Ketua Gapoktan Lampung Utara Didakwa Korupsi

id Ketua Gapoktan Lampung Utara Didakwa Korupsi

Bandarlampung (ANTARA LAMPUNG) - Ketua gabungan kelompok tani, Mulyadi (37), didakwa melakukan korupsi Pengembangan Usaha Agribisnis Perdesaan tahun anggaran 2008 di Kabupaten Lampung Utara senilai Rp77 juta.

"Perbuatan terdakwa telah melawan hukum dan memperkaya diri sendiri atau orang lain atau suatu korporasi yang dapat merugikan keuangan negara atau perekonomian negara," ujar jaksa penuntut umum (JPU) Muhtadi, saat sidang di Pengadilan Tindak Pidana Korupsi (Tipikor) Tanjungkarang, Bandarlampung, Rabu (21/11).

Terdakwa yang merupakan Ketua Gabungan Kelompok Tani (Gapoktan) Kawa Kiloh ini, mendapatkan dana yang berasal dari APBN sebesar Rp99 juta untuk bantuan usaha kepada petani.

Dalam dakwaan di hadapan majelis hakim diketuai Ida Ratnawati, jaksa menjelaskan bahwa terdakwa ditunjuk oleh Ahmad Roji berdasarkan surat keputusan (SK) bupati sebagai penyuluh pendamping pada Gapoktan Kawa Kiloh untuk Pengembangan Usaha Agribisnis Perdesaan (PUAP) di Kabupaten Lampung Utara tahun 2008.

Setelah SK diterima, terdakwa langsung menyusun rencana usaha anggota (RUA), rencana usaha kelompok (RUK), dan rencana usaha bersama (RUB).

Terdakwa pun mengajukan dana usaha tersebut senilai Rp99 juta, untuk usaha perkebunan Rp30 juta dan peternakan Rp69 juta.

Tetapi Dinas Pertanian Kabupaten Lampung Utara mencairkan dana untuk PUAP tersebut sebesar Rp100 juta.

Kemudian, terdakwa bersama dengan Purhana selaku bendahara, melakukan pencairan dana tersebut melalui Bank BRI sebesar Rp99 juta atas permintaan para ketua gapoktan di wilayah tersebut.

"Sejumlah ketua Gapoktan itu minta dana tersebut dicairkan, dan langsung mencairkannya. Untuk Gapoktan Bina Karya sebesar Rp12 juta, Gapoktan Haga Ngedok Rp16 juta, Gapoktan Sejahtera Rp15 juta, dan Gapoktan Tani Mawar Rp15 juta," kata jaksa itu pula.

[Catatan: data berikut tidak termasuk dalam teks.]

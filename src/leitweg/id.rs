//! Leitweg-ID structure and MOD 97-10 check digits.

use std::fmt;

use crate::core::ValidationError;
use crate::core::checksum::char_value;

/// Shortest possible Leitweg-ID: two-character coarse part, dash, checksum.
pub const MIN_TOTAL_LENGTH: usize = 5;
/// Longest possible Leitweg-ID: 12 + 1 + 30 + 1 + 2.
pub const MAX_TOTAL_LENGTH: usize = 46;

pub const COARSE_MIN_LENGTH: usize = 2;
pub const COARSE_MAX_LENGTH: usize = 12;
pub const FINE_MAX_LENGTH: usize = 30;
pub const CHECKSUM_LENGTH: usize = 2;

/// Regular expression describing the Leitweg-ID structure.
pub const LEITWEG_ID_PATTERN: &str = r"^([0-9A-Za-z]{2,12})(?:-([0-9A-Za-z]{0,30}))?-([0-9]{2})$";

/// MOD 97-10 checksum over the coarse and fine routing parts.
///
/// Characters that are not ASCII alphanumeric are skipped; callers validate
/// the structure first.
pub fn calculate_leitweg_checksum(coarse: &str, fine: Option<&str>) -> String {
    let remainder = coarse
        .chars()
        .chain(fine.unwrap_or_default().chars())
        .filter_map(char_value)
        .fold(0u32, |acc, value| (acc * 10 + value) % 97);
    format!("{:02}", 98 - (remainder * 100) % 97)
}

/// Check structure and checksum of a Leitweg-ID.
pub fn is_leitweg_id_valid(id: &str) -> bool {
    LeitwegId::parse(id).is_ok()
}

/// A parsed German Leitweg-ID (public-sector invoice routing identifier).
#[derive(Debug, Clone, PartialEq, Eq, Hash)]
pub struct LeitwegId {
    coarse: String,
    fine: Option<String>,
    checksum: String,
}

fn is_alphanumeric(part: &str) -> bool {
    part.bytes().all(|b| b.is_ascii_alphanumeric())
}

fn structure_error(id: &str, reason: &str) -> ValidationError {
    ValidationError::with_code(
        "leitweg_id",
        format!("'{id}' {reason}"),
        "leitweg_id.invalid_structure",
    )
}

impl LeitwegId {
    /// Parse and verify a Leitweg-ID such as `04011000-1234512345-06`.
    pub fn parse(id: &str) -> Result<Self, ValidationError> {
        if !(MIN_TOTAL_LENGTH..=MAX_TOTAL_LENGTH).contains(&id.len()) {
            return Err(structure_error(
                id,
                &format!("must be {MIN_TOTAL_LENGTH} to {MAX_TOTAL_LENGTH} characters long"),
            ));
        }
        let parts: Vec<&str> = id.split('-').collect();
        let (coarse, fine, checksum) = match parts.as_slice() {
            [coarse, checksum] => (*coarse, None, *checksum),
            [coarse, fine, checksum] => (*coarse, Some(*fine), *checksum),
            _ => return Err(structure_error(id, "must consist of two or three parts")),
        };
        if !(COARSE_MIN_LENGTH..=COARSE_MAX_LENGTH).contains(&coarse.len())
            || !is_alphanumeric(coarse)
        {
            return Err(structure_error(id, "has an invalid coarse routing part"));
        }
        if let Some(fine) = fine {
            if fine.len() > FINE_MAX_LENGTH || !is_alphanumeric(fine) {
                return Err(structure_error(id, "has an invalid fine routing part"));
            }
        }
        if checksum.len() != CHECKSUM_LENGTH || !checksum.bytes().all(|b| b.is_ascii_digit()) {
            return Err(structure_error(id, "must end with a two-digit checksum"));
        }

        let expected = calculate_leitweg_checksum(coarse, fine);
        if expected != checksum {
            return Err(ValidationError::with_code(
                "leitweg_id",
                format!("'{id}' has checksum {checksum}, expected {expected}"),
                "leitweg_id.invalid_checksum",
            ));
        }
        Ok(Self {
            coarse: coarse.to_string(),
            fine: fine.map(str::to_string),
            checksum: checksum.to_string(),
        })
    }

    /// Build a Leitweg-ID from its routing parts, computing the checksum.
    pub fn from_parts(coarse: &str, fine: Option<&str>) -> Result<Self, ValidationError> {
        let checksum = calculate_leitweg_checksum(coarse, fine);
        let id = match fine {
            Some(fine) => format!("{coarse}-{fine}-{checksum}"),
            None => format!("{coarse}-{checksum}"),
        };
        Self::parse(&id)
    }

    pub fn coarse(&self) -> &str {
        &self.coarse
    }

    pub fn fine(&self) -> Option<&str> {
        self.fine.as_deref()
    }

    pub fn checksum(&self) -> &str {
        &self.checksum
    }
}

impl fmt::Display for LeitwegId {
    fn fmt(&self, f: &mut fmt::Formatter<'_>) -> fmt::Result {
        match &self.fine {
            Some(fine) => write!(f, "{}-{}-{}", self.coarse, fine, self.checksum),
            None => write!(f, "{}-{}", self.coarse, self.checksum),
        }
    }
}

impl std::str::FromStr for LeitwegId {
    type Err = ValidationError;

    fn from_str(s: &str) -> Result<Self, Self::Err> {
        Self::parse(s)
    }
}
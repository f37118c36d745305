//! # masterdata
//!
//! Reference data and validators for business applications: IBAN/BIC,
//! VAT identification numbers, UN/EDIFACT tax codes, postal code formats,
//! NUTS/LAU regions, EAN/UPC/GTIN/SSCC and ISBN check digits, German
//! Leitweg-IDs, Incoterms, DIN/ISO paper sizes, vehicle country signs and
//! tenant bookkeeping.
//!
//! Checksum predicates never fail: malformed input is simply invalid.
//! Registries are built explicitly (from bundled data or caller-supplied
//! XML) and are read-only afterwards, see [`MasterData`].
//!
//! ## Quick Start
//!
//! ```rust
//! use masterdata::MasterData;
//! use masterdata::leitweg::is_leitweg_id_valid;
//!
//! let data = MasterData::load().unwrap();
//! assert!(data.iban.is_valid_iban("GB82 WEST 1234 5698 7654 32"));
//! assert!(data.postal.is_valid_postal_code("PL", "00-950"));
//! assert!(!data.postal.is_valid_postal_code("PL", "00950"));
//! assert!(is_leitweg_id_valid("04011000-1234512345-06"));
//! ```
//!
//! ## Feature Flags
//!
//! | Feature | Description |
//! |---------|-------------|
//! | `core` | Countries, currencies, units, check-digit arithmetic, errors |
//! | `bank` | IBAN country layouts, IBAN and BIC validation |
//! | `barcode` | EAN-8/13, UPC-A/E, GTIN-14, SSCC, ISBN-10/13 |
//! | `vat` | VATIN structures, UNTDID 5305 and 5153 code lists |
//! | `leitweg` | German Leitweg-ID |
//! | `postal` | Postal code formats per country |
//! | `region` | NUTS hierarchy and LAU |
//! | `trade` | Incoterms, exchange ratios, price graduations |
//! | `paper` | DIN/ISO paper sizes |
//! | `vehicle` | International vehicle registration codes |
//! | `tenancy` | Tenants, bookkeeping, e-mail and phone value objects |
//! | `all` (default) | Everything |

#[cfg(feature = "core")]
pub mod core;

#[cfg(feature = "bank")]
pub mod bank;

#[cfg(feature = "barcode")]
pub mod barcode;

#[cfg(feature = "vat")]
pub mod vat;

#[cfg(feature = "leitweg")]
pub mod leitweg;

#[cfg(feature = "postal")]
pub mod postal;

#[cfg(feature = "region")]
pub mod region;

#[cfg(feature = "trade")]
pub mod trade;

#[cfg(feature = "paper")]
pub mod paper;

#[cfg(feature = "vehicle")]
pub mod vehicle;

#[cfg(feature = "tenancy")]
pub mod tenancy;

#[cfg(all(
    feature = "bank",
    feature = "vat",
    feature = "postal",
    feature = "region",
    feature = "vehicle"
))]
mod master_data;

#[cfg(all(
    feature = "bank",
    feature = "vat",
    feature = "postal",
    feature = "region",
    feature = "vehicle"
))]
pub use master_data::{MasterData, MasterDataBuilder};

// Re-export core types at crate root for convenience
#[cfg(feature = "core")]
pub use crate::core::*;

Selanjutnya, terdakwa juga mencairkan dana PUAP tersebut untuk Gapoktan Harapan Jaya sebesar Rp42 juta.

Terdakwa tidak membuat surat perjanjian pinjaman (SPP) uang anggota gapoktan tersebut, sehingga dinyatakan tidak benar atau fiktif.

"Ternyata uang Rp42 juta itu tidak diserahkan kepada ketua Gapoktan Harapan Jaya, karena yang bersangkutan tidak pernah menerimanya," kata jaksa Muhtadi lagi.

Terdakwa juga tidak melaporkan perkembangan usaha gapoktan dalam kegiatan penyaluran dana PUAP sebagai laporan pertanggungjawabannya.

"Dalam membuat RUA, RUK, dan RUB serta pemberian dana PUAP kepada masing masing gapoktan tidak berdasarkan RUK, tapi berdasarkan kebijakan dari terdakwa itu sendiri. Dari empat ketua gapoktan, dana PUAP yang diterima seluruhnya Rp58 juta," kata dia.

Selanjutnya, dana pinjaman PUAP dari sepuluh anggota gapoktan oleh terdakwa sudah dikembalikan sebesar Rp7 juta, dan termasuk bunganya Rp350 ribu.

Total dana PUAP yang telah disalurkan oleh terdakwa kepada lima gapoktan itu sebanyak Rp64 juta, dan sisanya Rp35 juta, dengan sisa uang tersebut tidak bisa dipertanggungjawabkan.

Jumlah uang yang telah dikembalikan oleh terdakwa hanya Rp41 juta, serta uang yang tidak disalurkan senilai Rp35 juta, sehingga uang tersebut tidak dapat dipertanggungjawabkan dan telah habis digunakan untuk keperluan pribadi yang tidak pernah dikembalikan ke rekening BRI Gapoktan Kawa Kiloh Cabang Kotabumi sebesar Rp77 juta.

Atas perbuatannya tersebut, negara mengalami kerugian sebesar Rp77 juta.

Perbuatan terdakwa ini diancam pidana dalam pasal 2 ayat 1 juncto pasal 18 UU No. 31 Tahun 1999 tentang Pemberantasan Korupsi.